I’m thinking I’ll spend this particular birthday making big plans for the next 2,919 days. I’m hoping when I look back on this day, 40 years from now, I can again say  I could have never imagined the exquisiteness coming my way.

Let the Storm Rage On

mysterious woman with umbrella at rainy night, digital art style, illustration painting

My 2-year-old does not ask to listen to the Frozen soundtrack in the car; much to my delight, she asks to SING FROZEN! A former musical theater actor, I have a particular love for singing in the car. I first bonded with a most precious friend singing Cabbage Patch Kids songs in the car on the way home from college…yes, college.  It makes me incredibly happy singing along with my mini-Idina in the back seat. Like most of America, my daughter’s favorite song is Let It Go, which she sings with absolute abandon. To my surprise, this song continues make me cry every damn time we play it. Something about the idea of

I don’t care
What they’re going to say
Let the storm rage on,
The cold never bothered me anyway.

has me by the heart-strings. It speaks to my life with chronic pain in such a clear, defiant way. A sort of screw-you to the day-to-day struggle to remain normal, to ignore the rejection, to be tougher than this disease I do not control. I know I’m not the only one who has found myself in the lyrics of this anthem. Sometimes you just want to scream

And I’ll rise like the break of dawn
Let it go, let it go
That perfect girl is gone.

Ultimately it is the idea of being free that makes it all so right. I never, not for the briefest of moments, feel free of this pain. So if you see me and my kiddos in my car belting with everything we’ve got, please understand: I am standing on my ice castle, hair flying behind me, absolutely free. Can’t keep it in, heaven knows I’ve tried.

This I Believe

WebofLifeIn my religion, each member has a different belief system based on their experiences. Every year my Unitarian church asks 4 people to present their own sermon of sorts. We are given 15 minutes to share what we most believe at this time in our lives and how we got there. Often times it is an opportunity to share what is unique about your path. I was given the honor of sharing my This I Believe a couple of months ago and wanted to share it with you all as well:

I have written this presentation at least 5 times, each time it was completely different. It is amazing how many things you can really BELIEVE a matter of 6 weeks. If I had stuck with earlier drafts, you would have heard about my Catholic upbringing, or my passion for the arts and theater, or 10 minutes on how amazing my little girls are. Eventually I realized that I have had three events in my life that have shaped what I believe more than any others.

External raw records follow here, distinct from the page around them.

//! Home/shelter placement and movement along the evacuation window.

use rand::Rng;
use std::f64::consts::TAU;
use ttx_core::{LatLng, MovementStatus, PersonaLocationData, PersonaType, ShelterSite};

/// Period in which a persona type typically leaves, on a 12-period timeline.
/// `None` never evacuates.
pub fn evacuation_base_period(t: PersonaType) -> Option<u32> {
    match t {
        PersonaType::Planner => Some(3),
        PersonaType::InformationSeeker => Some(4),
        PersonaType::Anxious => Some(4),
        PersonaType::Elderly => Some(5),
        PersonaType::TechSavvy => Some(5),
        PersonaType::Caregiver => Some(7),
        PersonaType::ResourceConstrained => Some(7),
        PersonaType::Optimist => Some(7),
        PersonaType::Skeptic => Some(8),
        PersonaType::Stubborn => None,
    }
}

/// Placement parameters shared by every persona of a run.
#[derive(Clone, Debug)]
pub struct PlacementParams<'a> {
    pub center: LatLng,
    pub radius_spread: (f64, f64),
    pub shelters: &'a [ShelterSite],
    pub period_count: u32,
    pub evacuation_duration: u32,
}

/// Home on a ring around `center` (angle fixed by roster position, radius
/// drawn from `rng`), shelter assigned round-robin, evacuation window from
/// the type table with +/-1 period jitter.
pub fn generate_location<R: Rng + ?Sized>(
    t: PersonaType,
    index: u32,
    total: u32,
    params: &PlacementParams<'_>,
    rng: &mut R,
) -> PersonaLocationData {
    let angle = f64::from(index) / f64::from(total.max(1)) * TAU;
    let (lo, hi) = params.radius_spread;
    let radius = if hi > lo { rng.gen_range(lo..hi) } else { lo };
    let home = LatLng::new(
        params.center.lat + radius * angle.sin(),
        params.center.lng + radius * angle.cos(),
    );
    let shelter = if params.shelters.is_empty() {
        home
    } else {
        params.shelters[index as usize % params.shelters.len()].position
    };

    let last = params.period_count.max(1);
    let (start, end) = match evacuation_base_period(t) {
        Some(base) => {
            let jitter: i64 = rng.gen_range(-1..=1);
            let start = (i64::from(base) + jitter).clamp(1, i64::from(last)) as u32;
            let end = (start + params.evacuation_duration).min(last);
            (Some(start), Some(end))
        }
        None => (None, None),
    };

    PersonaLocationData {
        home_location: home,
        shelter_location: shelter,
        evacuation_start_period: start,
        evacuation_end_period: end,
    }
}

fn ease_in_out_cubic(t: f64) -> f64 {
    if t < 0.5 {
        4.0 * t * t * t
    } else {
        1.0 - (-2.0 * t + 2.0).powi(3) / 2.0
    }
}

/// Coarse status for a period.
pub fn location_status(loc: &PersonaLocationData, period_number: u32) -> MovementStatus {
    let Some(start) = loc.evacuation_start_period else {
        return MovementStatus::Home;
    };
    let end = loc.evacuation_end_period.unwrap_or(start).max(start);
    if period_number < start {
        MovementStatus::Home
    } else if period_number >= end {
        MovementStatus::Shelter
    } else {
        MovementStatus::Evacuating
    }
}

/// Position for a period: home before the window, shelter from its end,
/// eased interpolation in between.
pub fn calculate_position(loc: &PersonaLocationData, period_number: u32) -> LatLng {
    match location_status(loc, period_number) {
        MovementStatus::Home => loc.home_location,
        MovementStatus::Shelter => loc.shelter_location,
        MovementStatus::Evacuating => {
            let start = loc.evacuation_start_period.unwrap_or(period_number);
            let end = loc.evacuation_end_period.unwrap_or(start);
            let span = f64::from(end.saturating_sub(start).max(1));
            let progress = f64::from(period_number - start) / span;
            loc.home_location
                .lerp(loc.shelter_location, ease_in_out_cubic(progress))
        }
    }
}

The first was my baptism, a sprinkling of water that tied me forever to my Catholic roots; to my grandmother who only voted democratic once — for JFK — because the trinity trumps politics; it ties me to the midwest and a family that goes back 6 generations in Iowa alone. This baptism would one day allowed me to be an “altar kid”, carrying a solid wood cross twice my size down the aisle, almost beheading the entire 3rd row before my dad caught the swaying cross-turned-weapon, saving the priest who was dodging just behind me.

The second event was actually two separate moments in time, those two moments when my entire world split open and sprung my most precious gifts, my girls, who shook my life back down to its roots with the purest love I have ever experienced.

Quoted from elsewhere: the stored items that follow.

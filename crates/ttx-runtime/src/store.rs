//! Holder for the current scenario with change notification.

use crate::provider::PlanProvider;
use crate::scenario::generate_scenario;
use crate::RuntimeError;
use std::fmt;
use tracing::debug;
use ttx_core::{ScenarioConfig, ScenarioResults, SimConfig};

type Listener = Box<dyn FnMut(&ScenarioResults, u64) + Send>;

#[derive(Clone, Copy, Debug, PartialEq, Eq, Hash)]
pub struct SubscriptionId(u64);

/// Owns the latest `ScenarioResults`. Results are replaced wholesale, never
/// patched; every replacement bumps the revision and notifies subscribers.
#[derive(Default)]
pub struct ScenarioStore {
    current: Option<ScenarioResults>,
    revision: u64,
    next_id: u64,
    listeners: Vec<(SubscriptionId, Listener)>,
}

impl fmt::Debug for ScenarioStore {
    fn fmt(&self, f: &mut fmt::Formatter<'_>) -> fmt::Result {
        f.debug_struct("ScenarioStore")
            .field("has_current", &self.current.is_some())
            .field("revision", &self.revision)
            .field("listeners", &self.listeners.len())
            .finish()
    }
}

impl ScenarioStore {
    pub fn new() -> Self {
        Self::default()
    }

    pub fn current(&self) -> Option<&ScenarioResults> {
        self.current.as_ref()
    }

    pub fn revision(&self) -> u64 {
        self.revision
    }

    /// Register a callback run after every replacement with the new results
    /// and revision.
    pub fn subscribe<F>(&mut self, f: F) -> SubscriptionId
    where
        F: FnMut(&ScenarioResults, u64) + Send + 'static,
    {
        let id = SubscriptionId(self.next_id);
        self.next_id += 1;
        self.listeners.push((id, Box::new(f)));
        id
    }

    pub fn unsubscribe(&mut self, id: SubscriptionId) -> bool {
        let before = self.listeners.len();
        self.listeners.retain(|(l, _)| *l != id);
        self.listeners.len() != before
    }

    /// Swap in new results and notify. Returns the new revision.
    pub fn replace(&mut self, results: ScenarioResults) -> u64 {
        self.revision += 1;
        let results = self.current.insert(results);
        for (_, listener) in self.listeners.iter_mut() {
            listener(results, self.revision);
        }
        debug!(
            revision = self.revision,
            listeners = self.listeners.len(),
            "scenario replaced"
        );
        self.revision
    }

    /// Generate and replace. On error the current results stay in place.
    pub fn regenerate(
        &mut self,
        scenario: &ScenarioConfig,
        sim: &SimConfig,
        provider: Option<&dyn PlanProvider>,
    ) -> Result<u64, RuntimeError> {
        let results = generate_scenario(scenario, sim, provider)?;
        Ok(self.replace(results))
    }
}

The third event was less so an event, it was more like an unexpected redirection. Now that I think about it, it reminds me of the time I was learning to jump horses at camp. My horse decided she was done working, one jump before I was. We ran at the gate from across the ring, I leaned forward, ready to soar over the fence with power and grace, and the horse stopped dead in her tracks. Sending me flying over the gate without her, thrashing as I hit the dirt.

Eight years ago, 10 months after the birth of my first daughter and about 4 months after my husband Bryan and I signed the book here at WBUUC (after hearing about it at a Peter Mayer concert), a searing ribcage pain sent me into my GPs office begging for relief. It took over a year of undesirable tests and failed diagnosis to realize that this was not just an irritating bump in my path, I had again been thrown from the horse and I had no idea how to get back up.

I was born Catholic and I fell in love with a Jew. When Bryan and I came to the doors of WBUUC we were like many, first baby in our arms and looking for something my original faith had not offered. I wanted my child to know the same kind of community I had, but so much more. And, I wanted her to understand that there was something bigger than herself out there, whatever that would be. The idea of spending a moment of peace here each week, looking out that window, listening to this music and pondering what I believed seemed such an absolute indulgence to a crazed working mom still nursing her first-born. Before the pain I had the luxury of believing, or nor believing anything I chose. When the pain moved in, I needed my beliefs to stand the test of adversity.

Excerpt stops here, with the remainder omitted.